YOUR GOAL:
State only how many lines in the listing contain the string "explicit".

BEGIN DATA FOR THE TASK

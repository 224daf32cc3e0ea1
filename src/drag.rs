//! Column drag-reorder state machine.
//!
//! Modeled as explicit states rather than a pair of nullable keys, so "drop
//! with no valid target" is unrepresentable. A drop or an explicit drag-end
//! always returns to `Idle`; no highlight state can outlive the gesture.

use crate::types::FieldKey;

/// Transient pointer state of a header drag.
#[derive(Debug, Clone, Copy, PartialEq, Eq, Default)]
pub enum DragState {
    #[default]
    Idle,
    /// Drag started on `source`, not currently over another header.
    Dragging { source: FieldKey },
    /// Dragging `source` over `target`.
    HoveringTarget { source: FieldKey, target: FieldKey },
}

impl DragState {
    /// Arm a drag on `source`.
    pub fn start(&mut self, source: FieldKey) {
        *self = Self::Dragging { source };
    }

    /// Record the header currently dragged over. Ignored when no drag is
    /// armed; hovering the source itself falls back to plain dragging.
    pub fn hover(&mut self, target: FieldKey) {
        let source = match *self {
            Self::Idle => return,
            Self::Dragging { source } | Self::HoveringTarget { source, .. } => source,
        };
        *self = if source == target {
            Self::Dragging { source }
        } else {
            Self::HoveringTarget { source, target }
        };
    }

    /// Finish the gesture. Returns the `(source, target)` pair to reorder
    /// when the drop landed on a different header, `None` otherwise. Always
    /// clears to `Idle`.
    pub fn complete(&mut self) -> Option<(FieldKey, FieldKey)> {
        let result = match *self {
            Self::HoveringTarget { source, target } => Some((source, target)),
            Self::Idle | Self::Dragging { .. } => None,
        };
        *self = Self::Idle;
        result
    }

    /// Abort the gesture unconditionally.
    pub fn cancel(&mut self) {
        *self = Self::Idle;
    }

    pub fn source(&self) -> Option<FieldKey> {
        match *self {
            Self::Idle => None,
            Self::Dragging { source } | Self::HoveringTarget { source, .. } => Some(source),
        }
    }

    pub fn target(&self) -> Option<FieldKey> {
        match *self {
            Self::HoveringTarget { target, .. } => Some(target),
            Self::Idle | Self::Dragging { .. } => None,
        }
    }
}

END DATA FOR THE TASK

RESPONSE BOX:
2